Shelley said she felt access to family caregiving resources could have helped her stay employed longer.

In the 2017 edition of Supporting Working Caregivers: Case Studies of Promising Practices by ReACT (Respect a Caregiver's Time) and AARP, common themes in eldercare emerged among 14 national companies interviewed including additional resources being offered by employers to working family caregivers of older adults.

Employers are becoming more sensitive to the needs of family caregivers, the report noted. "People often need privacy and time during regular working hours to phone care providers, arrange for a variety of services, or accompany their loved ones to medical appointments," explained Drew Holzapfel, ReACT convener.
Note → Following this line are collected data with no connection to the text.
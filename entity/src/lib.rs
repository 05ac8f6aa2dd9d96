//! SeaORM entity models for the club database.

pub mod member;
pub mod member_research_link;
pub mod notice;
pub mod prelude;
pub mod research_paper;
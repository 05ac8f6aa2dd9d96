use sea_orm_migration::{prelude::*, schema::*};

use super::m20260301_000001_create_member_table::Member;

#[derive(DeriveMigrationName)]
pub struct Migration;

#[async_trait::async_trait]
impl MigrationTrait for Migration {
    async fn up(&self, manager: &SchemaManager) -> Result<(), DbErr> {
        manager
            .create_table(
                Table::create()
                    .table(MemberResearchLink::Table)
                    .if_not_exists()
                    .col(pk_auto(MemberResearchLink::Id))
                    .col(integer(MemberResearchLink::MemberId))
                    .col(integer(MemberResearchLink::Position))
                    .col(text(MemberResearchLink::Url))
                    .foreign_key(
                        ForeignKey::create()
                            .name("fk_member_research_link_member_id")
                            .from(MemberResearchLink::Table, MemberResearchLink::MemberId)
                            .to(Member::Table, Member::Id)
                            .on_delete(ForeignKeyAction::Cascade)
                            .on_update(ForeignKeyAction::Cascade),
                    )
                    .to_owned(),
            )
            .await
    }

    async fn down(&self, manager: &SchemaManager) -> Result<(), DbErr> {
        manager
            .drop_table(Table::drop().table(MemberResearchLink::Table).to_owned())
            .await
    }
}

#[derive(DeriveIden)]
pub enum MemberResearchLink {
    Table,
    Id,
    MemberId,
    Position,
    Url,
}
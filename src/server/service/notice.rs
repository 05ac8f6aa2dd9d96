use sea_orm::DatabaseConnection;

use crate::server::{
    data::notice::NoticeRepository,
    error::AppError,
    model::notice::{CreateNoticeParams, Notice},
};

/// Number of notices shown on the home page.
pub const HOME_NOTICE_LIMIT: u64 = 5;

pub struct NoticeService<'a> {
    db: &'a DatabaseConnection,
}

impl<'a> NoticeService<'a> {
    pub fn new(db: &'a DatabaseConnection) -> Self {
        Self { db }
    }

    /// Adds a notice; the title must not be blank
    pub async fn add(&self, params: CreateNoticeParams) -> Result<Notice, AppError> {
        if params.title.is_empty() {
            return Err(AppError::BadRequest("Title is required".to_string()));
        }

        let notice = NoticeRepository::new(self.db).create(params).await?;

        tracing::info!("Added notice {}", notice.id);

        Ok(notice)
    }

    pub async fn get_all(&self) -> Result<Vec<Notice>, AppError> {
        Ok(NoticeRepository::new(self.db).get_all().await?)
    }

    /// Gets the notices shown on the home page, newest first
    pub async fn get_latest(&self) -> Result<Vec<Notice>, AppError> {
        Ok(NoticeRepository::new(self.db)
            .get_latest(HOME_NOTICE_LIMIT)
            .await?)
    }

    pub async fn delete(&self, id: i32) -> Result<bool, AppError> {
        let deleted = NoticeRepository::new(self.db).delete(id).await?;

        if deleted {
            tracing::info!("Deleted notice {}", id);
        }

        Ok(deleted)
    }
}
Following, from the report, is a summarized list of benefits employers are increasingly offering to employees:

  1. Flexibility. The biggest change since the 2012 edition of this report is the growing realization that time and flexibility are what working family caregivers value the most. More employers are recognizing that flexible work arrangements and paid leave for elder caregiving can serve as powerful recruiting and retention levers and position companies as an "employer of choice." In a survey of North American working family caregivers, conducted by Home Instead, Inc., franchisor of the Home Instead Senior Care network, 55 percent of caregivers surveyed say paid time off and a flexible scheduling policy would help them a lot..
  2. Paid time off for caregiving. Half of the companies interviewed have expanded their PTO (paid time off) programs in recent years with at least two (Caring.com and Home Instead®, Inc.,) going so far as to implement unlimited PTO. Deloitte made national headlines in 2016 by allowing employees to take up to 16 weeks of PTO annually for caregiving, including care for aging family members.
  3. Expert information. All of the organizations interviewed offer employees a combination of information resources, referral services, and advice by phone. Most provide these resources online through an Employee Assistance Program (EAP) or an intranet portal managed by Human Resources. More than half provide access to phone consultations or 24/7 hotlines.
  4. Workshops and webinars. At Pfizer, Inc., free webinars provide information and recommendations for caregivers facing different caregiving situations. Emory University offers about a dozen in-person workshops and webinars each year with experts on common caregiving issues such as legal issues, family conversations and managing the care of a loved one living with dementia.
  5. Legal and/or financial advice. Employees at Bank of America take advantage of up to four free legal consultations annually on topics such as preparation of wills, healthcare directives and proxies, and financial power of attorney agreements.
  6. On-site support. Several of the companies studied saw value in offering an independent eldercare consultant onsite. For employees, having a go-to expert onsite at work eases the burden of researching and vetting support services, which can be stressful as well as time-consuming, the report noted.
  7. Intangibles such as culture. Nearly every company interviewed mentioned a supportive culture as a key success factor. Through training and role modeling, organizations must create a safe environment in which people can speak honestly with their supervisors and co-workers.
  8. Care consultations. One of the hallmarks of the University of Arizona's eldercare assistance program is free consultations available to faculty and students that include a gerontologist who develops a caregiving plan for employees.
  9. Emergency back-up care. At CBS, employees benefit from up to 15 days of emergency backup care services with most of the services subsidized by CBS with the exception of a small co-pay asked by the employee. At Home Instead, Inc., employees are eligible for reduced hourly rates when they engage Home Instead professional CAREGiversSM for their loved ones.
  10. Caregiver support groups or networks. Eli Lilly employees started a support group in 1997 for an outlet to discuss stressful situations and ask other caregivers for guidance. In addition to providing a counseling space, the group shares information and resources and organizes speakers on eldercare topics.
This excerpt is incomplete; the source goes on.